On an unrelated point, if you are using constructs like:
Band* newBand=NULL;
try{
newBand=new Band(bandID,price-priceOffset,votes);
}
catch(bad_alloc&){return ALLOCATION_ERROR;}
throughout your code, you are frankly wasting your time. The chances of you getting to a point of memory exhaustion in a modern OS are remote and the chances of you doing anything useful after it has happened are roughly zero. You will be much better off simply saying:
Band * newBand = new Band ( bandID, price - priceOffset, votes );
ot possibly:
Band newBand( bandID, price - priceOffset, votes );
and forgetting the exception handling in this case.
You wrote in a comment:
I considered this but the function is part of Tree.h, and I do include it. The function defined is: template void Tree::add(T& newData); We call it the following way: priceTree.add(*newPriceNode); whereas priceTree is Tree, both of which are defined in the cpp file in question.
instead of:
priceTree.add(*newPriceNode);
try:
priceTree.add(newPriceNode); //no "*" before "newPriceNode"
add() takes a reference to a node, not a pointer to a node (according to your definition of Tree).
You're getting linkage errors, not compiler errors. This tells us that the compiler knew what sort of function Tree::add() is, but didn't have a definition. In Tree.h, I see a declaration of the add() function, but not a definition. It looks odd to me; does anybody know where Tree.h came from?
Usually a template class comes with member function definitions in the include file, since the functions have to be instantiated somewhere, and the simplest thing is for the compiler to instantiate when used and let the linker sort it out. If the definitions are in Tree.h, I'd expect everything to work as planned.
So, I'm going to go out on a limb and suggest that the definitions are in a separate file, not linked in, and that there are provisions elsewhere for instantiating for basic types like Tree<int>. This is presumably to streamline compilation, as normally these things are compiled in multiple places, and that takes time.
What you need to do in that case is to find where Tree<int> is instantiated, and add an instantiation for your class.
I could be way off base here, but my explanation does fit the facts you've given.
Edit after first comments:
Templates are somewhat trickier than ordinary functions, which usually isn't a real problem. If the definitions for all the calls were in Tree.h, then Festival.cpp would be able to instantiate Tree<Band> and everything would be cool. That's the usual technique, and you're running into this problem because you're not using it.

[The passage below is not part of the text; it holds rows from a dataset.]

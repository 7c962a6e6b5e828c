//! Gateway Layer - Core Traits
//!
//! Defines the abstract interfaces of the external item store.
//! The engine treats every implementation as a fallible remote dependency.

use async_trait::async_trait;

use crate::domain::{DomainResult, Item, ItemId, PositionUpdate};

/// Which part of the item set a read covers
#[derive(Debug, Clone, PartialEq, Eq)]
pub enum ContainerScope {
    /// Every item, including the contents of groups
    All,
    Root,
    Group(ItemId),
}

/// Position persistence contract consumed by the drag controller
///
/// `submit_positions` is all-or-nothing: any failure is one failure for the
/// whole batch, never a partial write.
#[async_trait]
pub trait PersistenceGateway: Send + Sync {
    /// Read items for a cold load
    async fn fetch_all(&self, scope: ContainerScope) -> DomainResult<Vec<Item>>;

    /// Atomically persist a position batch
    async fn submit_positions(&self, batch: &[PositionUpdate]) -> DomainResult<()>;
}

/// Extension for stores that also back the create/edit/delete forms
#[async_trait]
pub trait ItemStore: PersistenceGateway {
    /// Create a new item
    async fn insert_item(&self, item: &Item) -> DomainResult<Item>;

    /// Update name, icon and payload of an existing item (kind must not
    /// change; placement is left to `submit_positions`)
    async fn update_item(&self, item: &Item) -> DomainResult<Item>;

    /// Delete item by ID
    async fn delete_item(&self, id: &ItemId) -> DomainResult<()>;
}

When you write a function, it gets compiled, and the linker will find it. Any routine calling that function needs to know the function prototype, so it will know how to call it. When you write a template, you're not writing anything that will go directly into the program, but any use of the template counts as writing all the functions.
Therefore, there has to be some use of Tree<Band> somewhere in your program, for there to be a Tree<Band>::add() function compiled. The definition of Tree<T>::add has to be available to the compiler when Tree<Band> is instantiated, because otherwise the compiler has no idea what to compile. In this case, it's generating the function call, confident that you'll make sure the function is compiled elsewhere.
Therefore, you have to instantiate Tree<Band> inside a file that has access to both the definitions for Tree<T> and Band. This probably means a file that is, or includes, Tree.cpp and includes Festival.h.
The linker is already using Tree.cpp, but Tree.cpp doesn't have Tree<Band> defined in it, so it's meaningless to the linker. Templates are only useful for the compiler, and the linker only operates on what the compiler generated from templates.
The quick way to solve this is to take the definitions from Tree.cpp and put them in Tree.h. That will be likely to increase compilation and link times, unfortunately. The other technique is to instantiate all template uses in Tree.cpp, so that they'll be compiled there.